What you need to do: Which lines of the listing hold the string "when"? Copy those lines.

Dataset records:
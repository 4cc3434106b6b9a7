//! 校园活动：按状态浏览与详情

use crate::components::common::{Empty, Notice, NoticeToast, Spinner};
use crate::session::use_session;
use crate::web::router::Link;
use campus_shared::protocol::{ActivityDetailRequest, ListActivitiesRequest};
use campus_shared::route::AppRoute;
use campus_shared::{Activity, ActivityStatus};
use chrono::NaiveDateTime;
use leptos::prelude::*;
use leptos::task::spawn_local;

pub const ACTIVITY_STATUSES: [ActivityStatus; 4] = [
    ActivityStatus::NotStarted,
    ActivityStatus::Ongoing,
    ActivityStatus::Finished,
    ActivityStatus::Cancelled,
];

pub fn status_badge(status: ActivityStatus) -> &'static str {
    match status {
        ActivityStatus::NotStarted => "badge badge-info",
        ActivityStatus::Ongoing => "badge badge-success",
        ActivityStatus::Finished => "badge badge-ghost",
        _ => "badge badge-error",
    }
}

pub fn format_time(t: &NaiveDateTime) -> String {
    t.format("%Y-%m-%d %H:%M").to_string()
}

/// 人数显示，未设上限时只显示已报名人数
pub fn participants_text(activity: &Activity) -> String {
    let current = activity.current_participants.unwrap_or(0);
    match activity.max_participants {
        Some(max) if max > 0 => format!("{current}/{max} 人"),
        _ => format!("{current} 人（不限）"),
    }
}

#[component]
pub fn ActivityPage() -> impl IntoView {
    let ctx = use_session();
    let notice = Notice::new();

    let (activities, set_activities) = signal(Vec::<Activity>::new());
    let (filter, set_filter) = signal(None::<ActivityStatus>);
    let (loading, set_loading) = signal(false);

    let load = move |status: Option<ActivityStatus>| {
        set_filter.set(status);
        set_loading.set(true);
        spawn_local(async move {
            match ctx.call(&ListActivitiesRequest { status }).await {
                Ok(list) => set_activities.set(list),
                Err(e) => notice.api_error("加载活动失败", &e),
            }
            set_loading.set(false);
        });
    };

    load(None);

    let tab = move |label: &'static str, status: Option<ActivityStatus>| {
        view! {
            <a
                role="tab"
                class=move || if filter.get() == status { "tab tab-active" } else { "tab" }
                on:click=move |_| load(status)
            >
                {label}
            </a>
        }
    };

    view! {
        <NoticeToast notice=notice />
        <div role="tablist" class="tabs tabs-boxed mb-4 bg-base-100">
            {tab("全部", None)}
            {ACTIVITY_STATUSES.iter().map(|s| tab(s.text(), Some(*s))).collect_view()}
        </div>

        <Show when=move || loading.get()>
            <Spinner />
        </Show>
        <Show when=move || !loading.get() && activities.with(Vec::is_empty)>
            <Empty text="暂无活动" />
        </Show>
        <div class="grid grid-cols-1 md:grid-cols-2 gap-4">
            <For
                each=move || activities.get()
                key=|a| a.id
                children=move |activity| {
                    let cover = activity.cover_image.as_deref().map(|p| ctx.image_url(p));
                    let participants = participants_text(&activity);
                    view! {
                        <div class="card bg-base-100 shadow">
                            {cover.map(|src| view! { <figure><img class="h-40 w-full object-cover" src=src /></figure> })}
                            <div class="card-body py-4">
                                <div class="flex items-center gap-2">
                                    <Link to=AppRoute::ActivityDetail(activity.id) class="card-title link link-hover">
                                        {activity.title}
                                    </Link>
                                    <span class=status_badge(activity.status)>{activity.status.text()}</span>
                                </div>
                                <div class="text-sm opacity-70">
                                    {format!("{} · {}", activity.location, format_time(&activity.activity_time))}
                                </div>
                                <div class="text-xs opacity-60">{participants}</div>
                            </div>
                        </div>
                    }
                }
            />
        </div>
    }
}

#[component]
pub fn ActivityDetailPage(id: i32) -> impl IntoView {
    let ctx = use_session();
    let notice = Notice::new();
    let (activity, set_activity) = signal(None::<Activity>);

    spawn_local(async move {
        match ctx.call(&ActivityDetailRequest { id }).await {
            Ok(found) => set_activity.set(Some(found)),
            Err(e) => notice.api_error("加载活动失败", &e),
        }
    });

    view! {
        <NoticeToast notice=notice />
        <div class="mb-4">
            <Link to=AppRoute::Activity class="btn btn-ghost btn-sm">"← 返回活动列表"</Link>
        </div>
        {move || match activity.get() {
            None => view! { <Spinner /> }.into_any(),
            Some(a) => {
                let cover = a.cover_image.as_deref().map(|p| ctx.image_url(p));
                let participants = participants_text(&a);
                let end = a.end_time.as_ref().map(format_time).unwrap_or_else(|| "未定".to_string());
                view! {
                    <div class="card bg-base-100 shadow">
                        {cover.map(|src| view! { <figure><img class="max-h-72 w-full object-cover" src=src /></figure> })}
                        <div class="card-body">
                            <div class="flex items-center gap-2">
                                <h2 class="card-title text-2xl">{a.title}</h2>
                                <span class=status_badge(a.status)>{a.status.text()}</span>
                            </div>
                            <div class="grid grid-cols-2 gap-2 text-sm">
                                <div>"地点：" {a.location}</div>
                                <div>"人数：" {participants}</div>
                                <div>"开始：" {format_time(&a.activity_time)}</div>
                                <div>"结束：" {end}</div>
                            </div>
                            <div class="divider my-1"></div>
                            <p class="whitespace-pre-wrap">{a.content}</p>
                        </div>
                    </div>
                }
                .into_any()
            }
        }}
    }
}

#[cfg(test)]
mod tests {
    use super::*;
    use chrono::NaiveDate;

    fn activity(max: Option<i32>, current: Option<i32>) -> Activity {
        Activity {
            id: 1,
            admin_id: None,
            admin_username: None,
            title: "t".into(),
            content: String::new(),
            location: "操场".into(),
            activity_time: NaiveDate::from_ymd_opt(2024, 6, 1)
                .unwrap()
                .and_hms_opt(9, 0, 0)
                .unwrap(),
            end_time: None,
            cover_image: None,
            max_participants: max,
            current_participants: current,
            status: ActivityStatus::NotStarted,
            create_time: None,
            update_time: None,
        }
    }

    #[test]
    fn test_participants_text() {
        assert_eq!(participants_text(&activity(Some(50), Some(12))), "12/50 人");
        assert_eq!(participants_text(&activity(Some(0), None)), "0 人（不限）");
        assert_eq!(participants_text(&activity(None, Some(3))), "3 人（不限）");
    }

    #[test]
    fn test_format_time() {
        assert_eq!(format_time(&activity(None, None).activity_time), "2024-06-01 09:00");
    }
}
//! 会话状态模块
//!
//! 保存当前用户身份与论坛分类缓存。这是一个普通的拥有型值，
//! 由前端包装为响应式上下文后注入到视图与路由服务中。

use chrono::{DateTime, Utc};
use serde::{Deserialize, Serialize};

use crate::route::Viewer;
use crate::{
    AccountInfo, AuthorizeInfo, Category, DEFAULT_AVATAR, IMAGE_PREFIX, ROLE_ADMIN,
    UNAUTHENTICATED_ID,
};

/// 当前用户
#[derive(Debug, Clone, PartialEq, Serialize, Deserialize)]
pub struct User {
    /// `UNAUTHENTICATED_ID` 表示未登录
    pub id: i64,
    pub username: String,
    pub email: String,
    pub role: String,
    /// 头像路径，空字符串表示未设置
    pub avatar: String,
    pub register_time: Option<DateTime<Utc>>,
}

impl Default for User {
    fn default() -> Self {
        Self {
            id: UNAUTHENTICATED_ID,
            username: String::new(),
            email: String::new(),
            role: String::new(),
            avatar: String::new(),
            register_time: None,
        }
    }
}

impl User {
    /// 由登录响应构造，邮箱/头像等详情需随后通过账户信息补全
    pub fn from_authorize(info: &AuthorizeInfo) -> Self {
        Self {
            id: info.id,
            username: info.username.clone(),
            role: info.role.clone(),
            ..Self::default()
        }
    }

    /// 合并账户详情，保留已知的 id
    pub fn with_account(mut self, account: AccountInfo) -> Self {
        if let Some(id) = account.id {
            self.id = id;
        }
        self.username = account.username;
        self.email = account.email;
        if !account.role.is_empty() {
            self.role = account.role;
        }
        self.avatar = account.avatar.unwrap_or_default();
        self.register_time = account.register_time;
        self
    }
}

/// 会话状态
#[derive(Debug, Clone, Default, PartialEq)]
pub struct Session {
    user: User,
    categories: Vec<Category>,
}

impl Session {
    pub fn new() -> Self {
        Self::default()
    }

    pub fn user(&self) -> &User {
        &self.user
    }

    pub fn categories(&self) -> &[Category] {
        &self.categories
    }

    // --- 派生状态 ---

    pub fn is_unauthorized(&self) -> bool {
        self.user.id == UNAUTHENTICATED_ID
    }

    pub fn is_admin(&self) -> bool {
        self.user.role == ROLE_ADMIN
    }

    /// 头像地址：已设置时拼接后端图片前缀，否则使用默认头像
    pub fn avatar_url(&self, api_base: &str) -> String {
        if self.user.avatar.is_empty() {
            DEFAULT_AVATAR.to_string()
        } else {
            format!("{}{}{}", api_base, IMAGE_PREFIX, self.user.avatar)
        }
    }

    /// 按 id 查找分类，按插入顺序返回第一个匹配
    pub fn find_category_by_id(&self, id: i32) -> Option<&Category> {
        self.categories.iter().find(|c| c.id == id)
    }

    // --- 写入接口（整体替换） ---

    pub fn set_user(&mut self, user: User) {
        self.user = user;
    }

    /// 替换分类列表，重复 id 只保留第一次出现的条目
    pub fn set_categories(&mut self, categories: Vec<Category>) {
        let mut unique: Vec<Category> = Vec::with_capacity(categories.len());
        for category in categories {
            if !unique.iter().any(|c| c.id == category.id) {
                unique.push(category);
            }
        }
        self.categories = unique;
    }

    /// 注销：重置用户为哨兵值，分类属于公共数据，保留
    pub fn clear(&mut self) {
        self.user = User::default();
    }
}

impl Viewer for Session {
    fn is_unauthorized(&self) -> bool {
        Session::is_unauthorized(self)
    }

    fn is_admin(&self) -> bool {
        Session::is_admin(self)
    }
}

#[cfg(test)]
mod tests {
    use super::*;
    use crate::ROLE_DEFAULT;

    fn category(id: i32, name: &str) -> Category {
        Category {
            id,
            name: name.to_string(),
            desc: String::new(),
            color: String::new(),
        }
    }

    fn user(id: i64, role: &str) -> User {
        User {
            id,
            username: "alice".into(),
            role: role.into(),
            ..User::default()
        }
    }

    #[test]
    fn test_new_session_is_unauthorized() {
        let session = Session::new();
        assert!(session.is_unauthorized());
        assert!(!session.is_admin());
        assert_eq!(session.user().id, UNAUTHENTICATED_ID);
        assert!(session.categories().is_empty());
    }

    #[test]
    fn test_unauthorized_tracks_sentinel_id() {
        let mut session = Session::new();
        for id in [0, 1, 42, i64::MAX, -2] {
            session.set_user(user(id, ROLE_DEFAULT));
            assert!(!session.is_unauthorized(), "id {id}");
        }
        session.set_user(user(UNAUTHENTICATED_ID, ROLE_ADMIN));
        assert!(session.is_unauthorized());
    }

    #[test]
    fn test_is_admin_only_for_admin_tag() {
        let mut session = Session::new();
        for role in ["", ROLE_DEFAULT, "Admin", "ADMIN", "admin ", "root"] {
            session.set_user(user(1, role));
            assert!(!session.is_admin(), "role {role:?}");
        }
        session.set_user(user(1, ROLE_ADMIN));
        assert!(session.is_admin());
    }

    #[test]
    fn test_avatar_url() {
        let mut session = Session::new();
        assert_eq!(session.avatar_url("http://localhost:8080"), DEFAULT_AVATAR);

        let mut u = user(1, ROLE_DEFAULT);
        u.avatar = "/avatar/abc.png".into();
        session.set_user(u);
        assert_eq!(
            session.avatar_url("http://localhost:8080"),
            "http://localhost:8080/images/avatar/abc.png"
        );
    }

    #[test]
    fn test_find_category_by_id() {
        let mut session = Session::new();
        assert!(session.find_category_by_id(1).is_none());

        session.set_categories(vec![category(1, "日常"), category(2, "学习")]);
        assert_eq!(session.find_category_by_id(2).map(|c| c.name.as_str()), Some("学习"));
        assert!(session.find_category_by_id(3).is_none());
    }

    #[test]
    fn test_set_categories_keeps_first_duplicate() {
        let mut session = Session::new();
        session.set_categories(vec![category(1, "first"), category(2, "b"), category(1, "second")]);
        assert_eq!(session.categories().len(), 2);
        assert_eq!(session.find_category_by_id(1).map(|c| c.name.as_str()), Some("first"));
    }

    #[test]
    fn test_clear_resets_user_keeps_categories() {
        let mut session = Session::new();
        session.set_user(user(7, ROLE_ADMIN));
        session.set_categories(vec![category(1, "日常")]);

        session.clear();
        assert!(session.is_unauthorized());
        assert!(!session.is_admin());
        assert_eq!(session.categories().len(), 1);
    }

    #[test]
    fn test_user_from_authorize_then_account() {
        let info = AuthorizeInfo {
            id: 9,
            username: "bob".into(),
            role: ROLE_ADMIN.into(),
            token: "t".into(),
            expire: Utc::now(),
        };
        let u = User::from_authorize(&info).with_account(AccountInfo {
            username: "bob".into(),
            email: "bob@example.com".into(),
            avatar: Some("/a.png".into()),
            ..AccountInfo::default()
        });
        assert_eq!(u.id, 9);
        assert_eq!(u.role, ROLE_ADMIN);
        assert_eq!(u.email, "bob@example.com");
        assert_eq!(u.avatar, "/a.png");
    }
}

Written solution:
        <Show when=move || loading.get()>
        <Show when=move || !loading.get() && activities.with(Vec::is_empty)>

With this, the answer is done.